Robert D. Allison, Neistein, Richman, Hauslinger & Young, Ltd., Chicago, for defendant-appellee Comet Cas. Co.

Beermann, Swerdlove, Woloshin, Barezky & Berkson, Chicago, for defendants/appellants; Alvin R. Becker, Steven P. Garmisa, Chicago, of counsel.

MILLER, Justice:

The plaintiffs brought this action in the circuit court of Cook County seeking individual and class relief against the defendants, insurance companies, for fraud and for a violation of the Uniform Deceptive Trade Practices Act (Ill.Rev.Stat.1981, ch. 121 1/2, par. 311 et seq.) arising from the sale of underinsured-motorist coverage with limits of $15,000 per person and $30,000 per occurrence (15/30). The plaintiffs--Gary M. Glazewski, Lori A. Glazewski, Robert Sandoval, and Ella Shaw--had purchased[108 Ill.2d 247] coverage in that amount from defendants Coronet Insurance Company, American Ambassador Insurance Company, and Industrial Fire and Casualty Company between January 1981 and March 1982. The plaintiffs alleged that the coverage had no value because of the way in which "underinsured" was then defined by statute. In the first two counts the plaintiffs

Page 1265

[91 Ill.Dec. 630] requested compensatory damages, injunctive relief, and costs and attorney fees; they also requested punitive damages under the fraud count. The propriety of a third count, alleging a violation of the Illinois Insurance Code (Ill.Rev.Stat.1981, ch. 73, par. 613 et seq.), is not at issue here.

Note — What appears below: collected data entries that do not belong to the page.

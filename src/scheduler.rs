//! Periodic ingestion trigger.

use std::sync::Arc;
use std::time::Duration;

use tokio::sync::{watch, Mutex};
use tokio::task::{JoinHandle, JoinSet};
use tokio::time::{interval_at, Instant, MissedTickBehavior};
use tracing::{error, info, warn};

use crate::config::SchedulerConfig;
use crate::graphrag::{IngestionPipeline, IngestionReport};

/// What happened to one scheduled run.
#[derive(Debug, Clone, PartialEq, Eq)]
pub enum RunStatus {
    Completed(IngestionReport),
    /// A previous run still holds the run-lock.
    Skipped,
    Failed(String),
}

/// Runs the ingestion pipeline on a fixed interval.
#[derive(Clone)]
pub struct Scheduler {
    pipeline: IngestionPipeline,
    interval: Duration,
    serialize_runs: bool,
    run_lock: Arc<Mutex<()>>,
}

impl Scheduler {
    pub fn new(pipeline: IngestionPipeline, config: &SchedulerConfig) -> Self {
        Self {
            pipeline,
            interval: Duration::from_secs(config.interval_secs.max(1)),
            serialize_runs: config.serialize_runs,
            run_lock: Arc::new(Mutex::new(())),
        }
    }

    /// One run, honouring the run-lock. Errors are logged, never propagated.
    pub async fn run_once(&self) -> RunStatus {
        let _guard = if self.serialize_runs {
            match self.run_lock.try_lock() {
                Ok(guard) => Some(guard),
                Err(_) => {
                    warn!("⏭️ Previous ingestion run still in progress, skipping this tick");
                    return RunStatus::Skipped;
                }
            }
        } else {
            None
        };

        info!("⏰ Scheduled ingestion run");
        match self.pipeline.run().await {
            Ok(report) => RunStatus::Completed(report),
            Err(e) => {
                error!("❌ Ingestion run failed: {}", e);
                RunStatus::Failed(e.to_string())
            }
        }
    }

    /// Spawn the scheduling loop. It stops when `shutdown` turns `true` or its
    /// sender is dropped, then waits for in-flight runs, so the returned handle
    /// resolves only once no run holds the pipeline. The first run fires one
    /// interval after start.
    pub fn spawn(self, mut shutdown: watch::Receiver<bool>) -> JoinHandle<()> {
        tokio::spawn(async move {
            info!(
                interval_secs = self.interval.as_secs(),
                serialize_runs = self.serialize_runs,
                "🚀 Scheduler started"
            );
            if !self.serialize_runs {
                warn!("Run-lock disabled: overlapping ingestion runs are possible");
            }

            let mut ticker = interval_at(Instant::now() + self.interval, self.interval);
            ticker.set_missed_tick_behavior(MissedTickBehavior::Skip);
            let mut runs = JoinSet::new();

            loop {
                tokio::select! {
                    _ = ticker.tick() => {
                        // Runs are detached from the ticker so a slow run cannot
                        // delay the next tick; the run-lock decides about overlap.
                        let this = self.clone();
                        runs.spawn(async move { this.run_once().await });
                    }
                    Some(_) = runs.join_next(), if !runs.is_empty() => {}
                    changed = shutdown.changed() => {
                        if changed.is_err() || *shutdown.borrow() {
                            break;
                        }
                    }
                }
            }

            if !runs.is_empty() {
                info!(in_flight = runs.len(), "⏳ Waiting for ingestion runs to finish");
            }
            while let Some(joined) = runs.join_next().await {
                if let Err(e) = joined {
                    warn!("Ingestion run task ended abnormally: {}", e);
                }
            }

            info!("🛑 Scheduler stopped");
        })
    }
}

#[cfg(test)]
mod tests {
    use super::*;
    use crate::config::IngestConfig;
    use crate::feed::ArticleSource;
    use crate::graphrag::Extractor;
    use crate::integrations::{LanguageModel, LlmRequest};
    use crate::models::Article;
    use crate::store::MemoryStore;
    use crate::{Error, Result};
    use async_trait::async_trait;
    use tokio::sync::Notify;

    struct EmptyModel;

    #[async_trait]
    impl LanguageModel for EmptyModel {
        async fn complete(&self, _request: &LlmRequest) -> Result<String> {
            Ok(r#"{"nodes": [], "edges": []}"#.to_string())
        }
    }

    /// Source that blocks until released.
    struct GatedSource {
        entered: Arc<Notify>,
        release: Arc<Notify>,
    }

    #[async_trait]
    impl ArticleSource for GatedSource {
        async fn fetch_latest(&self, _limit: usize) -> Result<Vec<Article>> {
            self.entered.notify_one();
            self.release.notified().await;
            Ok(vec![])
        }
    }

    struct FailingSource;

    #[async_trait]
    impl ArticleSource for FailingSource {
        async fn fetch_latest(&self, _limit: usize) -> Result<Vec<Article>> {
            Err(Error::Feed("feed down".to_string()))
        }
    }

    fn scheduler(source: Arc<dyn ArticleSource>, serialize_runs: bool) -> Scheduler {
        let pipeline = IngestionPipeline::new(
            source,
            Extractor::with_prompt(Arc::new(EmptyModel), "extract"),
            Arc::new(MemoryStore::new()),
            &IngestConfig::default(),
            3,
        );
        Scheduler::new(
            pipeline,
            &SchedulerConfig {
                interval_secs: 3600,
                serialize_runs,
                ..SchedulerConfig::default()
            },
        )
    }

    #[tokio::test]
    async fn overlapping_run_is_skipped() {
        let entered = Arc::new(Notify::new());
        let release = Arc::new(Notify::new());
        let scheduler = scheduler(
            Arc::new(GatedSource {
                entered: entered.clone(),
                release: release.clone(),
            }),
            true,
        );

        let first = {
            let scheduler = scheduler.clone();
            tokio::spawn(async move { scheduler.run_once().await })
        };
        entered.notified().await;

        assert_eq!(scheduler.run_once().await, RunStatus::Skipped);

        release.notify_one();
        assert!(matches!(first.await.unwrap(), RunStatus::Completed(_)));
    }

    #[tokio::test]
    async fn failed_run_is_reported() {
        let status = scheduler(Arc::new(FailingSource), true).run_once().await;
        assert!(matches!(status, RunStatus::Failed(msg) if msg.contains("feed down")));
    }

    #[tokio::test]
    async fn shutdown_waits_for_in_flight_run() {
        let entered = Arc::new(Notify::new());
        let release = Arc::new(Notify::new());
        let source = Arc::new(GatedSource {
            entered: entered.clone(),
            release: release.clone(),
        });
        let pipeline = IngestionPipeline::new(
            source,
            Extractor::with_prompt(Arc::new(EmptyModel), "extract"),
            Arc::new(MemoryStore::new()),
            &IngestConfig::default(),
            3,
        );
        let scheduler = Scheduler::new(
            pipeline,
            &SchedulerConfig {
                interval_secs: 1,
                serialize_runs: true,
                ..SchedulerConfig::default()
            },
        );

        let (tx, rx) = watch::channel(false);
        let handle = scheduler.spawn(rx);

        tokio::time::timeout(Duration::from_secs(5), entered.notified())
            .await
            .expect("first run did not start");
        tx.send(true).unwrap();

        tokio::time::sleep(Duration::from_millis(200)).await;
        assert!(!handle.is_finished());

        release.notify_one();
        tokio::time::timeout(Duration::from_secs(5), handle)
            .await
            .expect("scheduler did not stop after the run finished")
            .unwrap();
    }

    #[tokio::test]
    async fn stops_on_shutdown() {
        let (tx, rx) = watch::channel(false);
        let handle = scheduler(Arc::new(FailingSource), true).spawn(rx);

        tx.send(true).unwrap();
        tokio::time::timeout(Duration::from_secs(5), handle)
            .await
            .expect("scheduler did not stop")
            .unwrap();
    }
}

In the trial court the defendants who had sold the coverage to the plaintiffs moved to dismiss all three counts for failure to state a cause of action. The plaintiffs had also named as defendants a number of insurance companies from whom they had not purchased underinsured-motorist coverage. These defendants--Allied American Insurance Company, Allstate Insurance Company, Comet Casualty Company, Heritage Insurance Group, Liberty Mutual Insurance Company, Merit Insurance Company, Prestige Casualty Company, Royal Insurance Company, and Safeway Insurance Company--moved to dismiss the action for lack of standing. Without expressing the reasons for his decision, the trial judge dismissed the plaintiffs' second amended complaint with prejudice; accordingly, he did not decide the plaintiffs' separate motion for certification of plaintiff and defendant classes.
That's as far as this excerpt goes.